- _What you should do_
From the entries that follow, list every line in which the string "component" appears.

- _Information shown_
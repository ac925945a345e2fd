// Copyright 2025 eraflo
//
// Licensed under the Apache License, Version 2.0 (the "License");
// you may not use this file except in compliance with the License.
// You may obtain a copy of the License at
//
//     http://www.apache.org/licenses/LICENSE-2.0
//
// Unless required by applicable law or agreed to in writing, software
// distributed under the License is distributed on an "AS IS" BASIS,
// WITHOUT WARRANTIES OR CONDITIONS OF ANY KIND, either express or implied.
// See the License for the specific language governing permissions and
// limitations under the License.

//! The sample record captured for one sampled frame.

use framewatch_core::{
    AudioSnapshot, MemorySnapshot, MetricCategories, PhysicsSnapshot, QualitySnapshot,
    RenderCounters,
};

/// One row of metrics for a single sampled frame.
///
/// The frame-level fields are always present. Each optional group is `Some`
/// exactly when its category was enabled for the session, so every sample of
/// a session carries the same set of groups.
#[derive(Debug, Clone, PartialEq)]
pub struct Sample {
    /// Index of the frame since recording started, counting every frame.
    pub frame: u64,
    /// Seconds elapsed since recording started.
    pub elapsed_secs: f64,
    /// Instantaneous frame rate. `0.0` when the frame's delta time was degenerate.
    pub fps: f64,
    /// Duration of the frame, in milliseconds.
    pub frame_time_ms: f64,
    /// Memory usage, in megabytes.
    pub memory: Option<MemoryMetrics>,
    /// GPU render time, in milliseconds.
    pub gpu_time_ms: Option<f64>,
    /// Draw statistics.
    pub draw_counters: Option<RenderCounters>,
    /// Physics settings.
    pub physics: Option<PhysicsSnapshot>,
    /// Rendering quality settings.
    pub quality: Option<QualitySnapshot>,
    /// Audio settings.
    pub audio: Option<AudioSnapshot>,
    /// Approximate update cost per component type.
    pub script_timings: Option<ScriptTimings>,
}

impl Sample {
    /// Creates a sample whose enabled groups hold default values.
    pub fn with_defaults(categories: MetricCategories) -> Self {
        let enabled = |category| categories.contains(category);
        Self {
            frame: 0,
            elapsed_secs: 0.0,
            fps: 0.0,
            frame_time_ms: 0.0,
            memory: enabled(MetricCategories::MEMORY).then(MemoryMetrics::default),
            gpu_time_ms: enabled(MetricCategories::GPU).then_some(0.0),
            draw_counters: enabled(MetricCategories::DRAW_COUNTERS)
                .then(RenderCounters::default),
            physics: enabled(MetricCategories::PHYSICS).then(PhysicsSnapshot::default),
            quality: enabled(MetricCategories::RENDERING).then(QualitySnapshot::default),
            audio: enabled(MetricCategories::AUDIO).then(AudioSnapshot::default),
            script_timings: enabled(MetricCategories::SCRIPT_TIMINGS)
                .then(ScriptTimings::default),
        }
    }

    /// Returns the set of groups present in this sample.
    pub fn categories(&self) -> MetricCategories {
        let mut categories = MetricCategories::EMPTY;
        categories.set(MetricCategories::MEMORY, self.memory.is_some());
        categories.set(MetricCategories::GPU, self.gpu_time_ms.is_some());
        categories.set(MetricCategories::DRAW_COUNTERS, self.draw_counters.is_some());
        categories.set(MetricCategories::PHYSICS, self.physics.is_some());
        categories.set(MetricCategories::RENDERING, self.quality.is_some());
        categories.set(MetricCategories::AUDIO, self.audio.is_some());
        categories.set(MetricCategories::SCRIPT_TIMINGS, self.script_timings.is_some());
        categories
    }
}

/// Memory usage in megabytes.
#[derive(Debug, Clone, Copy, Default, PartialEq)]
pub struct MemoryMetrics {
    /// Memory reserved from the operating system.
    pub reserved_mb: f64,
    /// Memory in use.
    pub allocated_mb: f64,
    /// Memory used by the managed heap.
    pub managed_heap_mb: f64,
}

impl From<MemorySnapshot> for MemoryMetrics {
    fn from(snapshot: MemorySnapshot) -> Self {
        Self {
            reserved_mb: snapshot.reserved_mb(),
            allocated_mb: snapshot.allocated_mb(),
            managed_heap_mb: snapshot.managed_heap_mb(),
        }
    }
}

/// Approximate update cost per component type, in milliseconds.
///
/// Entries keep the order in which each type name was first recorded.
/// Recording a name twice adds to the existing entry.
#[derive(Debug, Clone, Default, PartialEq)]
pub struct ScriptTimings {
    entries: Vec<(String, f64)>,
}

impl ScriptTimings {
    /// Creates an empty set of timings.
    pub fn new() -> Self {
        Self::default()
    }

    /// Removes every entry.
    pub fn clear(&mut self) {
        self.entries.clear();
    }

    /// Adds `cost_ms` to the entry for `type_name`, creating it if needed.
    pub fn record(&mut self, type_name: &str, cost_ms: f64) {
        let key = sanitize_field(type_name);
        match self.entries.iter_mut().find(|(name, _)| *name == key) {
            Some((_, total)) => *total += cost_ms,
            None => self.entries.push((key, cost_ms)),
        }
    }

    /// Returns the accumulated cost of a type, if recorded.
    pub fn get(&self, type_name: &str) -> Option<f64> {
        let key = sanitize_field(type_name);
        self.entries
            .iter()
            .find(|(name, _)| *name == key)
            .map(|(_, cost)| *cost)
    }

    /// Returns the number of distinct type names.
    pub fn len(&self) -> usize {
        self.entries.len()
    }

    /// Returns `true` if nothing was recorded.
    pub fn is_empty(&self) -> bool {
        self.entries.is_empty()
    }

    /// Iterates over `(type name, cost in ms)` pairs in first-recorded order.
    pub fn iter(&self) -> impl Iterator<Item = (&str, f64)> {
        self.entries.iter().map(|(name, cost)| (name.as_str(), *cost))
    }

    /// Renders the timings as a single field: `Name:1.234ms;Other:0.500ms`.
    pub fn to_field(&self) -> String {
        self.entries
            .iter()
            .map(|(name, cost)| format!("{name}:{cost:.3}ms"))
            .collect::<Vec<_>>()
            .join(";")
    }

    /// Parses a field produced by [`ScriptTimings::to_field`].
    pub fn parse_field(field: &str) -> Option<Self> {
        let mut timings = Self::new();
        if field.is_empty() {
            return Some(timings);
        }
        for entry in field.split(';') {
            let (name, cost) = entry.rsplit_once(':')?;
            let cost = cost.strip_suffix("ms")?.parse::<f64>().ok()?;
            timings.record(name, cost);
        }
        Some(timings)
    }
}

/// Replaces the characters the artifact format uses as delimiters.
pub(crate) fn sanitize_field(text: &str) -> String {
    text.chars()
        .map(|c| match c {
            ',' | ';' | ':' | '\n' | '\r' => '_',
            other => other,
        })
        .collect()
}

- _Expected answer_
    /// Approximate update cost per component type.
/// Approximate update cost per component type, in milliseconds.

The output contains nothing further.